In a high-profile speech last week, President Obama said: “We cannot afford $1 trillion worth of tax cuts for every millionaire and billionaire in our society. We can’t afford it. And I refuse to renew them again.”


Mr. President, it’s their money, not yours. And note that your speechwriters gave you a wildly exaggerated dollar figure for tax hikes on millionaires and billionaires.


What Americans “cannot afford” is the president’s ongoing demonization of high earners. Yahoo Finance ran an interesting story yesterday describing the crucial role played by high earners in the economy. Rather than the cartoonish image of high earners propagated by the political left, the article notes:

Today, most of those folks with a net worth of $1 million or more have earned it themselves. They’re mostly entrepreneurs who create everything from high-speed networks to garbage haulers. They dig ditches and build houses and grow corn and make jewelry. They deal stamps or coins or artwork and control pests and cut lawns. They also cure people and give them new teeth.

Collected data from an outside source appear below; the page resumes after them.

//! Reputation engine tests: complaints, compliments, warnings, demotions.

use bistro::complaint_actor::ComplaintError;
use bistro::config::RestaurantPolicy;
use bistro::lifecycle::RestaurantSystem;
use bistro::model::{
    AccountCreate, ComplaintCreate, ComplaintKind, ComplaintStatus, DishCategory, DishCreate,
    DisputeResolution, OrderCreate, OrderItemRequest, Role, TargetType,
};
use bistro::order_actor::OrderError;

fn account(name: &str, role: Role) -> AccountCreate {
    AccountCreate {
        name: name.to_string(),
        email: format!("{name}@example.com"),
        role,
        balance: 0.0,
        salary: if role.is_employee() { 2000.0 } else { 0.0 },
    }
}

fn filing(filer: &str, target: &str, target_type: TargetType, kind: ComplaintKind) -> ComplaintCreate {
    ComplaintCreate {
        complainant_id: filer.to_string(),
        target_id: target.to_string(),
        target_type,
        kind,
        description: "as discussed".to_string(),
    }
}

/// Manager, chef, and two approved customers.
async fn seed(system: &RestaurantSystem) -> (String, String, String, String) {
    let manager = system
        .accounts
        .register(account("mona", Role::Manager))
        .await
        .unwrap();
    let chef = system
        .accounts
        .register(account("carlo", Role::Chef))
        .await
        .unwrap();
    let cust_a = system
        .accounts
        .register(account("alice", Role::Customer))
        .await
        .unwrap();
    let cust_b = system
        .accounts
        .register(account("bob", Role::Customer))
        .await
        .unwrap();
    for id in [&chef, &cust_a, &cust_b] {
        system.accounts.approve(id).await.unwrap();
    }
    (manager, chef, cust_a, cust_b)
}

#[tokio::test]
async fn compliment_cancels_outstanding_complaints() {
    let system = RestaurantSystem::new();
    let (_, chef, cust_a, cust_b) = seed(&system).await;

    for filer in [&cust_a, &cust_b] {
        system
            .complaints
            .file(filing(filer, &chef, TargetType::Chef, ComplaintKind::Complaint))
            .await
            .expect("Failed to file complaint");
    }
    assert_eq!(
        system.accounts.fetch(&chef).await.unwrap().complaints_count,
        2
    );

    system
        .complaints
        .file(filing(
            &cust_a,
            &chef,
            TargetType::Chef,
            ComplaintKind::Compliment,
        ))
        .await
        .expect("Failed to file compliment");

    let carlo = system.accounts.fetch(&chef).await.unwrap();
    assert_eq!(carlo.complaints_count, 1);
    assert_eq!(carlo.compliments, 1);

    system.shutdown().await.unwrap();
}

#[tokio::test]
async fn complaints_demote_then_terminate_employee() {
    let system = RestaurantSystem::new();
    let (_, chef, cust_a, cust_b) = seed(&system).await;

    // Third complaint reaches the demotion threshold.
    for filer in [&cust_a, &cust_b, &cust_a] {
        system
            .complaints
            .file(filing(filer, &chef, TargetType::Chef, ComplaintKind::Complaint))
            .await
            .unwrap();
    }
    let carlo = system.accounts.fetch(&chef).await.unwrap();
    assert_eq!(carlo.demotions, 1);
    assert!((carlo.salary - 1800.0).abs() < 1e-9);
    assert_eq!(carlo.role, Role::Chef);

    // A fourth keeps the count above the threshold: second demotion fires
    // the chef.
    system
        .complaints
        .file(filing(
            &cust_b,
            &chef,
            TargetType::Chef,
            ComplaintKind::Complaint,
        ))
        .await
        .unwrap();
    let carlo = system.accounts.fetch(&chef).await.unwrap();
    assert_eq!(carlo.demotions, 2);
    assert_eq!(carlo.role, Role::Customer);
    assert!(!carlo.approved);

    system.shutdown().await.unwrap();
}

#[tokio::test]
async fn dismissed_complaint_unwinds_and_penalizes_filer() {
    let system = RestaurantSystem::new();
    let (manager, chef, cust_a, _) = seed(&system).await;

    let complaint = system
        .complaints
        .file(filing(
            &cust_a,
            &chef,
            TargetType::Chef,
            ComplaintKind::Complaint,
        ))
        .await
        .unwrap();
    assert_eq!(
        system.accounts.fetch(&chef).await.unwrap().complaints_count,
        1
    );

    // The chef contests; only the target can, and only once.
    let err = system
        .complaints
        .dispute(&complaint.id, &cust_a)
        .await
        .expect_err("non-target dispute should fail");
    assert!(matches!(err, ComplaintError::Forbidden(_)));
    let disputed = system.complaints.dispute(&complaint.id, &chef).await.unwrap();
    assert_eq!(disputed.status, ComplaintStatus::Disputed);

    let resolved = system
        .complaints
        .resolve(&complaint.id, &manager, DisputeResolution::Dismissed)
        .await
        .expect("Failed to resolve");
    assert_eq!(resolved.status, ComplaintStatus::Resolved);
    assert_eq!(resolved.dispute_resolution, Some(DisputeResolution::Dismissed));

    // Counters unwound, filer warned.
    assert_eq!(
        system.accounts.fetch(&chef).await.unwrap().complaints_count,
        0
    );
    assert_eq!(system.accounts.fetch(&cust_a).await.unwrap().warnings, 1);

    // Resolution is terminal.
    let err = system
        .complaints
        .resolve(&complaint.id, &manager, DisputeResolution::Upheld)
        .await
        .expect_err("second resolution should fail");
    assert!(matches!(err, ComplaintError::InvalidState(_)));

    system.shutdown().await.unwrap();
}

#[tokio::test]
async fn upheld_complaint_warns_customer_target() {
    let system = RestaurantSystem::new();
    let (manager, _, cust_a, cust_b) = seed(&system).await;

    let complaint = system
        .complaints
        .file(filing(
            &cust_a,
            &cust_b,
            TargetType::Customer,
            ComplaintKind::Complaint,
        ))
        .await
        .unwrap();
    system
        .complaints
        .resolve(&complaint.id, &manager, DisputeResolution::Upheld)
        .await
        .unwrap();

    assert_eq!(system.accounts.fetch(&cust_b).await.unwrap().warnings, 1);

    system.shutdown().await.unwrap();
}

#[tokio::test]
async fn vip_filings_carry_double_weight() {
    // Promote cheaply: one $20 order crosses a $10 threshold.
    let policy = RestaurantPolicy {
        vip_spending_threshold: 10.0,
        ..RestaurantPolicy::default()
    };
    let system = RestaurantSystem::with_policy(policy);
    let (_, chef, cust_a, _) = seed(&system).await;

    system.accounts.deposit(&cust_a, 50.0).await.unwrap();
    let dish = system
        .dishes
        .add(DishCreate {
            name: "Flan".into(),
            description: String::new(),
            price: 20.0,
            chef_id: chef.clone(),
            category: DishCategory::Desserts,
            vip_only: false,
            flavor_tags: vec![],
        })
        .await
        .unwrap();
    system
        .orders
        .place(OrderCreate {
            customer_id: cust_a.clone(),
            items: vec![OrderItemRequest {
                dish_id: dish,
                quantity: 1,
            }],
            delivery_address: "1 Test Lane".into(),
        })
        .await
        .unwrap();
    assert_eq!(system.accounts.fetch(&cust_a).await.unwrap().role, Role::Vip);

    let complaint = system
        .complaints
        .file(filing(
            &cust_a,
            &chef,
            TargetType::Chef,
            ComplaintKind::Complaint,
        ))
        .await
        .unwrap();
    assert_eq!(complaint.weight, 2);
    assert_eq!(
        system.accounts.fetch(&chef).await.unwrap().complaints_count,
        2
    );

    system.shutdown().await.unwrap();
}

#[tokio::test]
async fn warnings_deregister_customers_and_downgrade_vips() {
    let system = RestaurantSystem::new();
    let (manager, chef, cust_a, _) = seed(&system).await;

    // Three dismissed complaints, three warnings: deregistration.
    for _ in 0..3 {
        let complaint = system
            .complaints
            .file(filing(
                &cust_a,
                &chef,
                TargetType::Chef,
                ComplaintKind::Complaint,
            ))
            .await
            .unwrap();
        system
            .complaints
            .resolve(&complaint.id, &manager, DisputeResolution::Dismissed)
            .await
            .unwrap();
    }
    let alice = system.accounts.fetch(&cust_a).await.unwrap();
    assert_eq!(alice.role, Role::Visitor);
    assert!(alice.blacklisted);
    assert!(!alice.approved);

    // Deregistered accounts cannot order.
    let dish = system
        .dishes
        .add(DishCreate {
            name: "Flan".into(),
            description: String::new(),
            price: 5.0,
            chef_id: chef.clone(),
            category: DishCategory::Desserts,
            vip_only: false,
            flavor_tags: vec![],
        })
        .await
        .unwrap();
    let err = system
        .orders
        .place(OrderCreate {
            customer_id: cust_a.clone(),
            items: vec![OrderItemRequest {
                dish_id: dish,
                quantity: 1,
            }],
            delivery_address: "1 Test Lane".into(),
        })
        .await
        .expect_err("deregistered customer should not order");
    assert!(matches!(err, OrderError::Forbidden(_)));

    system.shutdown().await.unwrap();
}

#[tokio::test]
async fn vip_downgrade_resets_warnings() {
    let policy = RestaurantPolicy {
        vip_spending_threshold: 10.0,
        ..RestaurantPolicy::default()
    };
    let system = RestaurantSystem::with_policy(policy);
    let (manager, chef, cust_a, _) = seed(&system).await;

    // Promote via one order.
    system.accounts.deposit(&cust_a, 50.0).await.unwrap();
    let dish = system
        .dishes
        .add(DishCreate {
            name: "Flan".into(),
            description: String::new(),
            price: 20.0,
            chef_id: chef.clone(),
            category: DishCategory::Desserts,
            vip_only: false,
            flavor_tags: vec![],
        })
        .await
        .unwrap();
    system
        .orders
        .place(OrderCreate {
            customer_id: cust_a.clone(),
            items: vec![OrderItemRequest {
                dish_id: dish,
                quantity: 1,
            }],
            delivery_address: "1 Test Lane".into(),
        })
        .await
        .unwrap();

    // Two dismissed filings, two warnings: the VIP threshold.
    for _ in 0..2 {
        let complaint = system
            .complaints
            .file(filing(
                &cust_a,
                &chef,
                TargetType::Chef,
                ComplaintKind::Complaint,
            ))
            .await
            .unwrap();
        system
            .complaints
            .resolve(&complaint.id, &manager, DisputeResolution::Dismissed)
            .await
            .unwrap();
    }

    let alice = system.accounts.fetch(&cust_a).await.unwrap();
    assert_eq!(alice.role, Role::Customer);
    assert_eq!(alice.warnings, 0);
    assert!(alice.vip_since.is_none());

    system.shutdown().await.unwrap();
}

#[tokio::test]
async fn couriers_only_file_against_customers() {
    let system = RestaurantSystem::new();
    let (_, chef, cust_a, _) = seed(&system).await;
    let courier = system
        .accounts
        .register(account("dara", Role::Delivery))
        .await
        .unwrap();
    system.accounts.approve(&courier).await.unwrap();

    let err = system
        .complaints
        .file(filing(
            &courier,
            &chef,
            TargetType::Chef,
            ComplaintKind::Complaint,
        ))
        .await
        .expect_err("courier-vs-chef filing should fail");
    assert!(matches!(err, ComplaintError::Forbidden(_)));

    system
        .complaints
        .file(filing(
            &courier,
            &cust_a,
            TargetType::Customer,
            ComplaintKind::Complaint,
        ))
        .await
        .expect("courier-vs-customer filing should succeed");

    system.shutdown().await.unwrap();
}
//! # Observability & Tracing
//!
//! [`setup_tracing`] initializes structured logging for the whole actor
//! system with the `tracing` crate.
//!
//! The compact format hides module paths (`with_target(false)`); actor log
//! lines carry an `entity_type` field instead, which keeps output short
//! while staying filterable.
//!
//! Levels are driven by `RUST_LOG`:
//!
//! ```bash
//! # Lifecycle events only (actor start/stop, creates, role transitions)
//! RUST_LOG=info cargo run
//!
//! # Every request with full payloads
//! RUST_LOG=debug cargo run
//!
//! # Filter to one layer
//! RUST_LOG=bistro::framework=debug cargo run
//! ```
//!
//! A typical order placement at `debug` shows the cross-actor flow:
//!
//! ```text
//! DEBUG Create params=OrderCreate { customer_id: "account_1", .. }
//! DEBUG Get account_1 found=true
//! DEBUG Get dish_1 found=true
//! DEBUG Action account_1 action=ChargeOrder { subtotal: 25.0 }
//! INFO  Action ok account_1
//! INFO  Order placed order=order_1 customer=account_1 total=25.0
//! INFO  Created order_1 size=1
//! ```
pub fn setup_tracing() {
    tracing_subscriber::fmt()
        .with_env_filter(tracing_subscriber::EnvFilter::from_default_env())
        .with_target(false) // Module paths are noise; entity_type carries the context
        .compact()
        .init();
}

Perhaps the president wants to hike taxes on the wealthy because they were just lucky or benefited from misguided greed. Instead, the well-known researchers of the wealthy, Thomas Stanley and William Danko, note in the article:

It is seldom luck or inheritance or advanced degrees or even intelligence that enables people to amass fortunes … Wealth is more often the result of a lifestyle of hard work, perseverance, planning, and, most of all, self discipline.

Ironically, those are probably the traits that made President Obama a successful political entrepreneur. Yet he doesn’t seem to appreciate that the same traits drive market entrepreneurs to generate growth and earn profits. Profits are the reward for “good behavior” in the free market, so punishing them with higher taxes makes no economic sense.


Rather than breeding resentment against the wealthy, the president should use his bully pulpit to encourage people to emulate their success by working hard, increasing their savings, and eschewing debt. Unfortunately, those are the attributes that today’s income tax punishes, and on this Tax Day the president is pushing policies to make the situation even worse.